#### Records for this task:
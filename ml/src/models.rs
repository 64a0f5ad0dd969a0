//! The convolutional autoencoder: an encoder stack and its mirrored decoder.
use crate::{
    config::TrainingParams,
    errors::{LayerError, LayerResult},
    layers::{Layer, NetworkLayer},
    ConvKernel, FeatureBatch, ImagePrecision,
};
use log::{debug, info};
use ndarray::*;
use rand::Rng;
use serde_derive::{Deserialize, Serialize};
use std::{fs, path::Path};
use thiserror::Error;

pub type PersistenceResult<T> = Result<T, PersistenceError>;

#[derive(Error, Debug)]
pub enum PersistenceError {
    #[error("Model file not accessible. Filesystem reported error\n {0}.")]
    Io(#[from] std::io::Error),
    #[error("Model could not be (de)serialized:\n {0}.")]
    Encoding(#[from] bincode::Error),
    #[error(transparent)]
    Layer(#[from] LayerError),
}

/// Autoencoder assembled from a list of encoder layers.
///
/// The layers are stored in execution order: the encoder layers (input
/// facing first) followed by their mirrors in reverse order, so the last
/// decoder layer is the mirror of the first encoder layer and produces
/// images of the input shape again.
///
/// Images enter and leave the network as (sample, row, column, channel)
/// batches; internally all layers work on (sample, channel, row, column).
#[derive(Debug, Clone, Default, Serialize, Deserialize)]
pub struct ConvAutoEncoder {
    layers: Vec<NetworkLayer>,
    encode_index: usize,
}

impl ConvAutoEncoder {
    pub fn new(encoder_layers: Vec<NetworkLayer>) -> LayerResult<ConvAutoEncoder> {
        ConvAutoEncoder::with_rng(encoder_layers, &mut rand::thread_rng())
    }

    /// Builds the network, drawing the initial decoder weights from `rng`.
    /// An empty list gives an empty network that can only be filled by
    /// [`ConvAutoEncoder::load_state`].
    pub fn with_rng<R: Rng + ?Sized>(
        encoder_layers: Vec<NetworkLayer>,
        rng: &mut R,
    ) -> LayerResult<ConvAutoEncoder> {
        let mut mirrors = Vec::with_capacity(encoder_layers.len());
        for layer in encoder_layers.iter().rev() {
            if layer.is_decoder() {
                return Err(LayerError::InvalidParameter(
                    "encoder layers must not be decoding layers".to_string(),
                ));
            }
            mirrors.push(layer.mirror_with_rng(&mut *rng)?);
        }

        let encode_index = encoder_layers.len();
        let mut layers = encoder_layers;
        layers.extend(mirrors);
        debug!(
            "Built autoencoder with {} encoding and {} decoding layers",
            encode_index,
            layers.len() - encode_index
        );
        Ok(ConvAutoEncoder {
            layers,
            encode_index,
        })
    }

    /// Runs a batch of images through encoder and decoder.
    pub fn reconstruct<'a, V>(&mut self, images: V) -> LayerResult<Array4<ImagePrecision>>
    where
        V: AsArray<'a, ImagePrecision, Ix4>,
    {
        let images: ArrayView4<ImagePrecision> = images.into();
        self.ensure_layers()?;

        let mut data = to_planes(images);
        for layer in self.layers.iter_mut() {
            data = layer.forward(&data)?;
        }

        let reconstruction = to_images(data);
        if reconstruction.dim() != images.dim() {
            return Err(LayerError::ShapeError(format!(
                "reconstruction has shape {:?}, input has shape {:?}",
                reconstruction.shape(),
                images.shape()
            )));
        }
        Ok(reconstruction)
    }

    /// Propagates the gradient of the error with respect to the last
    /// reconstruction back through all layers, storing the parameter
    /// gradients. Returns the gradient with respect to the input images.
    pub fn backprop<'a, V>(&mut self, errors: V) -> LayerResult<Array4<ImagePrecision>>
    where
        V: AsArray<'a, ImagePrecision, Ix4>,
    {
        self.ensure_layers()?;

        let mut gradient = to_planes(errors.into());
        for layer in self.layers.iter_mut().rev() {
            gradient = layer.backward(&gradient)?;
        }
        Ok(to_images(gradient))
    }

    /// Applies the stored gradients with the learning rates decayed for
    /// `iteration`.
    pub fn update(&mut self, params: &TrainingParams, iteration: usize) -> LayerResult<()> {
        self.ensure_layers()?;

        let update_params = params.update_params(iteration);
        for layer in self.layers.iter_mut() {
            layer.update(&update_params)?;
        }
        Ok(())
    }

    /// Runs the encoding half only and returns the codes as
    /// (sample, channel, row, column) planes.
    pub fn encode<'a, V>(&mut self, images: V) -> LayerResult<FeatureBatch>
    where
        V: AsArray<'a, ImagePrecision, Ix4>,
    {
        self.ensure_layers()?;

        let mut data = to_planes(images.into());
        for layer in self.layers[..self.encode_index].iter_mut() {
            data = layer.forward(&data)?;
        }
        Ok(data)
    }

    /// Runs the decoding half only on codes produced by [`ConvAutoEncoder::encode`].
    pub fn decode(&mut self, codes: &FeatureBatch) -> LayerResult<Array4<ImagePrecision>> {
        self.ensure_layers()?;

        let mut data = codes.clone();
        for layer in self.layers[self.encode_index..].iter_mut() {
            data = layer.forward(&data)?;
        }
        Ok(to_images(data))
    }

    pub fn layers(&self) -> &[NetworkLayer] {
        &self.layers
    }

    /// Number of encoding layers, the position of the first decoding layer.
    pub fn encode_index(&self) -> usize {
        self.encode_index
    }

    pub fn is_empty(&self) -> bool {
        self.layers.is_empty()
    }

    /// Kernel bank of the convolution closest to the input images.
    pub fn input_kernels(&self) -> Option<&ConvKernel> {
        self.layers[..self.encode_index]
            .iter()
            .find_map(|layer| layer.as_conv())
            .map(|conv| conv.kernels())
    }

    /// Moves the layers of `other` into this network. Only an empty network
    /// can be populated.
    pub fn load_state(&mut self, other: ConvAutoEncoder) -> LayerResult<()> {
        if !self.is_empty() {
            return Err(LayerError::StateError(
                "refusing to overwrite the layers of a non-empty network".to_string(),
            ));
        }
        if other.encode_index > other.layers.len() {
            return Err(LayerError::StateError(format!(
                "encode index {} is out of bounds for {} layers",
                other.encode_index,
                other.layers.len()
            )));
        }
        *self = other;
        Ok(())
    }

    pub fn to_bytes(&self) -> PersistenceResult<Vec<u8>> {
        Ok(bincode::serialize(self)?)
    }

    pub fn from_bytes(bytes: &[u8]) -> PersistenceResult<ConvAutoEncoder> {
        Ok(bincode::deserialize(bytes)?)
    }

    pub fn save_model<P: AsRef<Path>>(&self, path: P) -> PersistenceResult<()> {
        let bytes = self.to_bytes()?;
        fs::write(&path, &bytes)?;
        info!(
            "Saved model with {} layers ({} bytes) to {}",
            self.layers.len(),
            bytes.len(),
            path.as_ref().display()
        );
        Ok(())
    }

    /// Reads a saved model into this network, which has to be empty.
    pub fn load_model<P: AsRef<Path>>(&mut self, path: P) -> PersistenceResult<()> {
        let bytes = fs::read(&path)?;
        let model = ConvAutoEncoder::from_bytes(&bytes)?;
        self.load_state(model)?;
        info!(
            "Loaded model with {} layers from {}",
            self.layers.len(),
            path.as_ref().display()
        );
        Ok(())
    }

    fn ensure_layers(&self) -> LayerResult<()> {
        if self.layers.is_empty() {
            Err(LayerError::EmptyNetwork)
        } else {
            Ok(())
        }
    }
}

/// (sample, row, column, channel) -> (sample, channel, row, column)
fn to_planes(images: ArrayView4<ImagePrecision>) -> FeatureBatch {
    images
        .permuted_axes([0, 3, 1, 2])
        .as_standard_layout()
        .into_owned()
}

/// (sample, channel, row, column) -> (sample, row, column, channel)
fn to_images(planes: FeatureBatch) -> Array4<ImagePrecision> {
    planes
        .permuted_axes([0, 2, 3, 1])
        .as_standard_layout()
        .into_owned()
}

#[cfg(test)]
mod tests {
    use super::*;
    use crate::{
        activation_functions::Activation,
        layers::{ConvLayer, ConvLayerConfig, PoolLayer},
        pooling::PoolMode,
    };
    use rand::{rngs::StdRng, SeedableRng};
    use tempfile::tempdir;

    fn images(shape: (usize, usize, usize, usize)) -> Array4<f32> {
        Array::from_shape_fn(shape, |(n, i, j, c)| {
            (((n * 31 + i * 7 + j * 3 + c) % 17) as f32) / 17.
        })
    }

    fn mnist_network(rng: &mut StdRng) -> ConvAutoEncoder {
        let encoder = vec![
            ConvLayer::with_rng(ConvLayerConfig::new(6, 1, (7, 7), 3), rng)
                .unwrap()
                .into(),
            PoolLayer::new((2, 2), PoolMode::Max).unwrap().into(),
        ];
        ConvAutoEncoder::with_rng(encoder, rng).unwrap()
    }

    #[test]
    fn test_reconstruct_mnist_shape() {
        let mut rng = StdRng::seed_from_u64(0);
        let mut network = mnist_network(&mut rng);
        let batch = images((5, 28, 28, 1));

        let reconstruction = network.reconstruct(&batch).unwrap();
        assert_eq!(reconstruction.dim(), batch.dim());

        let codes = network.encode(&batch).unwrap();
        assert_eq!(codes.dim(), (5, 6, 4, 4));
        assert_eq!(network.decode(&codes).unwrap().dim(), batch.dim());
    }

    #[test]
    fn test_reconstruct_faces_shape() {
        let mut rng = StdRng::seed_from_u64(1);
        let encoder = vec![
            ConvLayer::with_rng(
                ConvLayerConfig::new(6, 1, (3, 3), 1).activation(Activation::Tanh),
                &mut rng,
            )
            .unwrap()
            .into(),
            PoolLayer::new((2, 2), PoolMode::Max).unwrap().into(),
        ];
        let mut network = ConvAutoEncoder::with_rng(encoder, &mut rng).unwrap();
        let batch = images((3, 32, 32, 1));

        let reconstruction = network.reconstruct(&batch).unwrap();
        assert_eq!(reconstruction.dim(), batch.dim());
        let gradient = network.backprop(&(&reconstruction - &batch)).unwrap();
        assert_eq!(gradient.dim(), batch.dim());
    }

    #[test]
    fn test_layer_order_mirrors_encoder() {
        let mut rng = StdRng::seed_from_u64(2);
        let network = mnist_network(&mut rng);

        assert_eq!(network.encode_index(), 2);
        let layers = network.layers();
        assert_eq!(layers.len(), 4);
        assert!(!layers[0].is_decoder() && !layers[1].is_decoder());
        assert!(layers[2].is_decoder() && layers[3].is_decoder());

        assert_eq!(layers[2].as_pool().unwrap().factor(), (2, 2));
        assert_eq!(layers[2].as_pool().unwrap().mode(), PoolMode::Max);
        let decoder_conv = layers[3].as_conv().unwrap();
        assert_eq!(decoder_conv.kernels().dim(), (1, 6, 7, 7));
        assert_eq!(decoder_conv.stride(), (3, 3));

        assert_eq!(network.input_kernels().unwrap().dim(), (6, 1, 7, 7));
    }

    #[test]
    fn test_encoder_list_starts_at_the_input() {
        let mut rng = StdRng::seed_from_u64(3);
        let encoder = vec![
            PoolLayer::new((2, 2), PoolMode::Max).unwrap().into(),
            ConvLayer::with_rng(ConvLayerConfig::new(6, 1, (7, 7), 3), &mut rng)
                .unwrap()
                .into(),
        ];
        let mut network = ConvAutoEncoder::with_rng(encoder, &mut rng).unwrap();

        // pooling first leaves 14x14 planes, the strided 7x7 decoder grows them back to 26x26
        assert!(matches!(
            network.reconstruct(&images((2, 28, 28, 1))),
            Err(LayerError::ShapeError(_))
        ));
    }

    #[test]
    fn test_empty_network() {
        let mut network = ConvAutoEncoder::new(vec![]).unwrap();
        assert!(network.is_empty());
        assert!(network.input_kernels().is_none());

        let batch = images((1, 4, 4, 1));
        assert!(matches!(
            network.reconstruct(&batch),
            Err(LayerError::EmptyNetwork)
        ));
        assert!(matches!(
            network.backprop(&batch),
            Err(LayerError::EmptyNetwork)
        ));
    }

    #[test]
    fn test_backprop_requires_reconstruct() {
        let mut rng = StdRng::seed_from_u64(3);
        let mut network = mnist_network(&mut rng);
        assert!(matches!(
            network.backprop(&images((2, 28, 28, 1))),
            Err(LayerError::StateError(_))
        ));
    }

    #[test]
    fn test_training_reduces_error() {
        let mut rng = StdRng::seed_from_u64(4);
        let encoder = vec![ConvLayer::with_rng(
            ConvLayerConfig::new(4, 1, (3, 3), 1)
                .activation(Activation::Tanh)
                .init(0.1, 0.),
            &mut rng,
        )
        .unwrap()
        .into()];
        let mut network = ConvAutoEncoder::with_rng(encoder, &mut rng).unwrap();
        let params = TrainingParams {
            eps_w: 0.01,
            eps_b: 0.01,
            eps_intvl: 0,
            mu: 0.5,
            l2: 0.,
            rms_prop: false,
            ..Default::default()
        };
        let batch = images((4, 8, 8, 1)).mapv(|v| v - 0.5);
        let mse = |network: &mut ConvAutoEncoder| {
            let error = network.reconstruct(&batch).unwrap() - &batch;
            error.mapv(|e| e * e).mean().unwrap()
        };

        let before = mse(&mut network);
        for iteration in 0..100 {
            let error = network.reconstruct(&batch).unwrap() - &batch;
            network.backprop(&error).unwrap();
            network.update(&params, iteration).unwrap();
        }
        assert!(mse(&mut network) < before);
    }

    #[test]
    fn test_persistence_round_trip() {
        let mut rng = StdRng::seed_from_u64(5);
        let mut network = mnist_network(&mut rng);
        let batch = images((2, 28, 28, 1));
        let params = TrainingParams::default();

        let error = network.reconstruct(&batch).unwrap() - &batch;
        network.backprop(&error).unwrap();
        network.update(&params, 0).unwrap();
        let expected = network.reconstruct(&batch).unwrap();

        let dir = tempdir().unwrap();
        let file_path = dir.path().join("model.bin");
        network.save_model(&file_path).unwrap();

        let mut loaded = ConvAutoEncoder::default();
        loaded.load_model(&file_path).unwrap();
        assert_eq!(loaded.encode_index(), 2);
        assert_eq!(loaded.layers().len(), 4);
        assert_eq!(
            loaded.layers()[0].as_conv().unwrap().weight_state(),
            network.layers()[0].as_conv().unwrap().weight_state()
        );
        assert_eq!(loaded.reconstruct(&batch).unwrap(), expected);

        // only an empty network can be populated
        assert!(matches!(
            loaded.load_model(&file_path),
            Err(PersistenceError::Layer(LayerError::StateError(_)))
        ));
        dir.close().unwrap();
    }
}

#### Aim of the exercise:
From the very first line of the data through the line with "pub enum PersistenceError" in it, please reproduce each line exactly and output nothing more.

#### The completed task:
filename ml/src/models.rs
repository 64a0f5ad0dd969a0
//! The convolutional autoencoder: an encoder stack and its mirrored decoder.
use crate::{
    config::TrainingParams,
    errors::{LayerError, LayerResult},
    layers::{Layer, NetworkLayer},
    ConvKernel, FeatureBatch, ImagePrecision,
};
use log::{debug, info};
use ndarray::*;
use rand::Rng;
use serde_derive::{Deserialize, Serialize};
use std::{fs, path::Path};
use thiserror::Error;

pub type PersistenceResult<T> = Result<T, PersistenceError>;

#[derive(Error, Debug)]
pub enum PersistenceError {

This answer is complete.